◆ Task objective: Your job is to retype the whole listing exactly.

◆ Provided data:
--------------------------------

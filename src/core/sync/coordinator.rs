//! Sync coordinator - end-to-end orchestration of one run
//!
//! The run sequence is:
//!
//! 1. Resolve the cursor from the layer tables
//! 2. Delete boundary-date rows across all layers
//! 3. Fetch every record modified since the cursor
//! 4. Decode, classify, validity-check and bounds-filter the geometries
//! 5. Enrich each distinct `source_xml` once and join the results back
//! 6. Append each non-empty layer bucket
//! 7. Report deleted and inserted counts

use crate::adapters::database::{create_geo_store, GeoStore};
use crate::adapters::sru::{DocumentFetcher, HttpFetcher, SearchClient};
use crate::config::OpsyncConfig;
use crate::core::enrich::{distinct_source_xmls, MetadataEnricher};
use crate::core::retry::RetryPolicy;
use crate::core::state::{clear_boundary, read_cursor};
use crate::core::sync::partition::Partitioner;
use crate::core::sync::summary::SyncSummary;
use crate::domain::geometry::BoundingArea;
use crate::domain::{GeometryKind, Result};
use crate::{log_stage_complete, log_sync_start};
use chrono::{Local, NaiveDateTime};
use std::sync::Arc;
use std::time::Instant;
use tracing::Instrument;
use uuid::Uuid;

/// Sync coordinator
pub struct SyncCoordinator {
    config: OpsyncConfig,
    search: SearchClient,
    enricher: MetadataEnricher,
    store: Arc<dyn GeoStore>,
    bounds: BoundingArea,
    dry_run: bool,
}

impl SyncCoordinator {
    /// Create a coordinator over explicit collaborators
    ///
    /// # Errors
    ///
    /// Returns a configuration error if the bounding area cannot be parsed.
    pub fn new(
        config: OpsyncConfig,
        fetcher: Arc<dyn DocumentFetcher>,
        store: Arc<dyn GeoStore>,
    ) -> Result<Self> {
        let bounds = config.sync.bounding_area()?;
        let search = SearchClient::new(fetcher.clone(), &config.api);
        let enricher = MetadataEnricher::new(
            fetcher,
            RetryPolicy::from(&config.api.retry),
            config.sync.enrichment_concurrency,
        );
        let dry_run = config.application.dry_run;

        Ok(Self {
            config,
            search,
            enricher,
            store,
            bounds,
            dry_run,
        })
    }

    /// Create a coordinator talking to the real registry and PostGIS
    ///
    /// # Errors
    ///
    /// Returns an error if the HTTP client or the database pool cannot be built.
    pub fn from_config(config: OpsyncConfig) -> Result<Self> {
        let fetcher: Arc<dyn DocumentFetcher> = Arc::new(HttpFetcher::new(&config.api)?);
        let store = create_geo_store(&config.database)?;
        Self::new(config, fetcher, store)
    }

    /// Override dry-run mode
    pub fn with_dry_run(mut self, dry_run: bool) -> Self {
        self.dry_run = dry_run;
        self
    }

    /// The store this coordinator writes to
    pub fn store(&self) -> &Arc<dyn GeoStore> {
        &self.store
    }

    /// Execute one sync run against the local clock
    ///
    /// # Errors
    ///
    /// Returns an error only for structural failures: the store cannot be read,
    /// the boundary delete fails, or a load transaction fails.
    pub async fn run(&self) -> Result<SyncSummary> {
        self.run_at(Local::now().naive_local()).await
    }

    /// Execute one sync run with an explicit "now"
    ///
    /// # Errors
    ///
    /// See [`SyncCoordinator::run`].
    pub async fn run_at(&self, now: NaiveDateTime) -> Result<SyncSummary> {
        let run_id = Uuid::new_v4();
        let span = tracing::info_span!("sync_run", %run_id, dry_run = self.dry_run);
        self.execute(run_id, now).instrument(span).await
    }

    async fn execute(&self, run_id: Uuid, now: NaiveDateTime) -> Result<SyncSummary> {
        let run_started = Instant::now();
        let store = self.store.as_ref();

        // Cursor
        let stage = Instant::now();
        let lookback = self.config.sync.lookback()?;
        let cursor = read_cursor(store, now, lookback).await?;
        log_stage_complete!("cursor", stage.elapsed());

        let fetch_start = cursor.fetch_start();
        let mut summary = SyncSummary::new(run_id, cursor.cursor, fetch_start, now);
        summary.cursor_defaulted = cursor.defaulted;
        summary.dry_run = self.dry_run;
        log_sync_start!(fetch_start, now, self.dry_run);

        // Boundary delete
        let stage = Instant::now();
        summary.deleted_rows = clear_boundary(store, &cursor, self.dry_run).await?;
        log_stage_complete!("delete", stage.elapsed(), deleted = summary.deleted_rows);

        // Fetch
        let stage = Instant::now();
        let fetched = self.search.fetch_since(fetch_start, now).await;
        summary.source_records = fetched.source_records;
        summary.pages = fetched.pages;
        summary.stop_reason = fetched.stop_reason.to_string();
        summary.geo_records = fetched.records.len();
        log_stage_complete!(
            "fetch",
            stage.elapsed(),
            pages = fetched.pages,
            source_records = fetched.source_records,
            geo_records = fetched.records.len()
        );

        // Decode, classify, filter
        let stage = Instant::now();
        let partitioner = Partitioner::new(&self.bounds, self.config.sync.drop_invalid_geometries);
        let (mut buckets, dropped) = partitioner.partition(fetched.records);
        summary.dropped = dropped;
        summary.kept.points = buckets.points.len() as u64;
        summary.kept.lines = buckets.lines.len() as u64;
        summary.kept.polygons = buckets.polygons.len() as u64;
        log_stage_complete!(
            "partition",
            stage.elapsed(),
            points = buckets.points.len(),
            lines = buckets.lines.len(),
            polygons = buckets.polygons.len()
        );

        // Enrich
        let stage = Instant::now();
        let source_xmls = distinct_source_xmls(buckets.records());
        let index = self.enricher.enrich_all(source_xmls).await;
        index.apply(buckets.records_mut());
        summary.enrichment_lookups = index.len();
        summary.metadata_urls_found = index.metadata_urls_found();
        summary.reference_numbers_found = index.reference_numbers_found();
        log_stage_complete!(
            "enrich",
            stage.elapsed(),
            lookups = index.len(),
            metadata_urls = index.metadata_urls_found(),
            reference_numbers = index.reference_numbers_found()
        );

        // Load
        let stage = Instant::now();
        for kind in GeometryKind::ALL {
            let rows = buckets.get(kind);
            if rows.is_empty() {
                continue;
            }

            if self.dry_run {
                tracing::info!(
                    layer = %kind,
                    table = %store.table_name(kind),
                    rows = rows.len(),
                    "DRY RUN: would append rows"
                );
                continue;
            }

            let inserted = store.append(kind, rows).await?;
            match kind {
                GeometryKind::Point => summary.inserted.points = inserted,
                GeometryKind::Line => summary.inserted.lines = inserted,
                GeometryKind::Polygon => summary.inserted.polygons = inserted,
            }
        }
        log_stage_complete!("load", stage.elapsed(), inserted = summary.total_inserted());

        let summary = summary.with_duration(run_started.elapsed());
        summary.log_summary();
        Ok(summary)
    }
}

--------------------------------

◆ Answer for the task:
filename src/core/sync/coordinator.rs
//! Sync coordinator - end-to-end orchestration of one run
//!
//! The run sequence is:
//!
//! 1. Resolve the cursor from the layer tables
//! 2. Delete boundary-date rows across all layers
//! 3. Fetch every record modified since the cursor
//! 4. Decode, classify, validity-check and bounds-filter the geometries
//! 5. Enrich each distinct `source_xml` once and join the results back
//! 6. Append each non-empty layer bucket
//! 7. Report deleted and inserted counts

use crate::adapters::database::{create_geo_store, GeoStore};
use crate::adapters::sru::{DocumentFetcher, HttpFetcher, SearchClient};
use crate::config::OpsyncConfig;
use crate::core::enrich::{distinct_source_xmls, MetadataEnricher};
use crate::core::retry::RetryPolicy;
use crate::core::state::{clear_boundary, read_cursor};
use crate::core::sync::partition::Partitioner;
use crate::core::sync::summary::SyncSummary;
use crate::domain::geometry::BoundingArea;
use crate::domain::{GeometryKind, Result};
use crate::{log_stage_complete, log_sync_start};
use chrono::{Local, NaiveDateTime};
use std::sync::Arc;
use std::time::Instant;
use tracing::Instrument;
use uuid::Uuid;

/// Sync coordinator
pub struct SyncCoordinator {
    config: OpsyncConfig,
    search: SearchClient,
    enricher: MetadataEnricher,
    store: Arc<dyn GeoStore>,
    bounds: BoundingArea,
    dry_run: bool,
}

impl SyncCoordinator {
    /// Create a coordinator over explicit collaborators
    ///
    /// # Errors
    ///
    /// Returns a configuration error if the bounding area cannot be parsed.
    pub fn new(
        config: OpsyncConfig,
        fetcher: Arc<dyn DocumentFetcher>,
        store: Arc<dyn GeoStore>,
    ) -> Result<Self> {
        let bounds = config.sync.bounding_area()?;
        let search = SearchClient::new(fetcher.clone(), &config.api);
        let enricher = MetadataEnricher::new(
            fetcher,
            RetryPolicy::from(&config.api.retry),
            config.sync.enrichment_concurrency,
        );
        let dry_run = config.application.dry_run;

        Ok(Self {
            config,
            search,
            enricher,
            store,
            bounds,
            dry_run,
        })
    }

    /// Create a coordinator talking to the real registry and PostGIS
    ///
    /// # Errors
    ///
    /// Returns an error if the HTTP client or the database pool cannot be built.
    pub fn from_config(config: OpsyncConfig) -> Result<Self> {
        let fetcher: Arc<dyn DocumentFetcher> = Arc::new(HttpFetcher::new(&config.api)?);
        let store = create_geo_store(&config.database)?;
        Self::new(config, fetcher, store)
    }

    /// Override dry-run mode
    pub fn with_dry_run(mut self, dry_run: bool) -> Self {
        self.dry_run = dry_run;
        self
    }

    /// The store this coordinator writes to
    pub fn store(&self) -> &Arc<dyn GeoStore> {
        &self.store
    }

    /// Execute one sync run against the local clock
    ///
    /// # Errors
    ///
    /// Returns an error only for structural failures: the store cannot be read,
    /// the boundary delete fails, or a load transaction fails.
    pub async fn run(&self) -> Result<SyncSummary> {
        self.run_at(Local::now().naive_local()).await
    }

    /// Execute one sync run with an explicit "now"
    ///
    /// # Errors
    ///
    /// See [`SyncCoordinator::run`].
    pub async fn run_at(&self, now: NaiveDateTime) -> Result<SyncSummary> {
        let run_id = Uuid::new_v4();
        let span = tracing::info_span!("sync_run", %run_id, dry_run = self.dry_run);
        self.execute(run_id, now).instrument(span).await
    }

    async fn execute(&self, run_id: Uuid, now: NaiveDateTime) -> Result<SyncSummary> {
        let run_started = Instant::now();
        let store = self.store.as_ref();

        // Cursor
        let stage = Instant::now();
        let lookback = self.config.sync.lookback()?;
        let cursor = read_cursor(store, now, lookback).await?;
        log_stage_complete!("cursor", stage.elapsed());

        let fetch_start = cursor.fetch_start();
        let mut summary = SyncSummary::new(run_id, cursor.cursor, fetch_start, now);
        summary.cursor_defaulted = cursor.defaulted;
        summary.dry_run = self.dry_run;
        log_sync_start!(fetch_start, now, self.dry_run);

        // Boundary delete
        let stage = Instant::now();
        summary.deleted_rows = clear_boundary(store, &cursor, self.dry_run).await?;
        log_stage_complete!("delete", stage.elapsed(), deleted = summary.deleted_rows);

        // Fetch
        let stage = Instant::now();
        let fetched = self.search.fetch_since(fetch_start, now).await;
        summary.source_records = fetched.source_records;
        summary.pages = fetched.pages;
        summary.stop_reason = fetched.stop_reason.to_string();
        summary.geo_records = fetched.records.len();
        log_stage_complete!(
            "fetch",
            stage.elapsed(),
            pages = fetched.pages,
            source_records = fetched.source_records,
            geo_records = fetched.records.len()
        );

        // Decode, classify, filter
        let stage = Instant::now();
        let partitioner = Partitioner::new(&self.bounds, self.config.sync.drop_invalid_geometries);
        let (mut buckets, dropped) = partitioner.partition(fetched.records);
        summary.dropped = dropped;
        summary.kept.points = buckets.points.len() as u64;
        summary.kept.lines = buckets.lines.len() as u64;
        summary.kept.polygons = buckets.polygons.len() as u64;
        log_stage_complete!(
            "partition",
            stage.elapsed(),
            points = buckets.points.len(),
            lines = buckets.lines.len(),
            polygons = buckets.polygons.len()
        );

        // Enrich
        let stage = Instant::now();
        let source_xmls = distinct_source_xmls(buckets.records());
        let index = self.enricher.enrich_all(source_xmls).await;
        index.apply(buckets.records_mut());
        summary.enrichment_lookups = index.len();
        summary.metadata_urls_found = index.metadata_urls_found();
        summary.reference_numbers_found = index.reference_numbers_found();
        log_stage_complete!(
            "enrich",
            stage.elapsed(),
            lookups = index.len(),
            metadata_urls = index.metadata_urls_found(),
            reference_numbers = index.reference_numbers_found()
        );

        // Load
        let stage = Instant::now();
        for kind in GeometryKind::ALL {
            let rows = buckets.get(kind);
            if rows.is_empty() {
                continue;
            }

            if self.dry_run {
                tracing::info!(
                    layer = %kind,
                    table = %store.table_name(kind),
                    rows = rows.len(),
                    "DRY RUN: would append rows"
                );
                continue;
            }

            let inserted = store.append(kind, rows).await?;
            match kind {
                GeometryKind::Point => summary.inserted.points = inserted,
                GeometryKind::Line => summary.inserted.lines = inserted,
                GeometryKind::Polygon => summary.inserted.polygons = inserted,
            }
        }
        log_stage_complete!("load", stage.elapsed(), inserted = summary.total_inserted());

        let summary = summary.with_duration(run_started.elapsed());
        summary.log_summary();
        Ok(summary)
    }
}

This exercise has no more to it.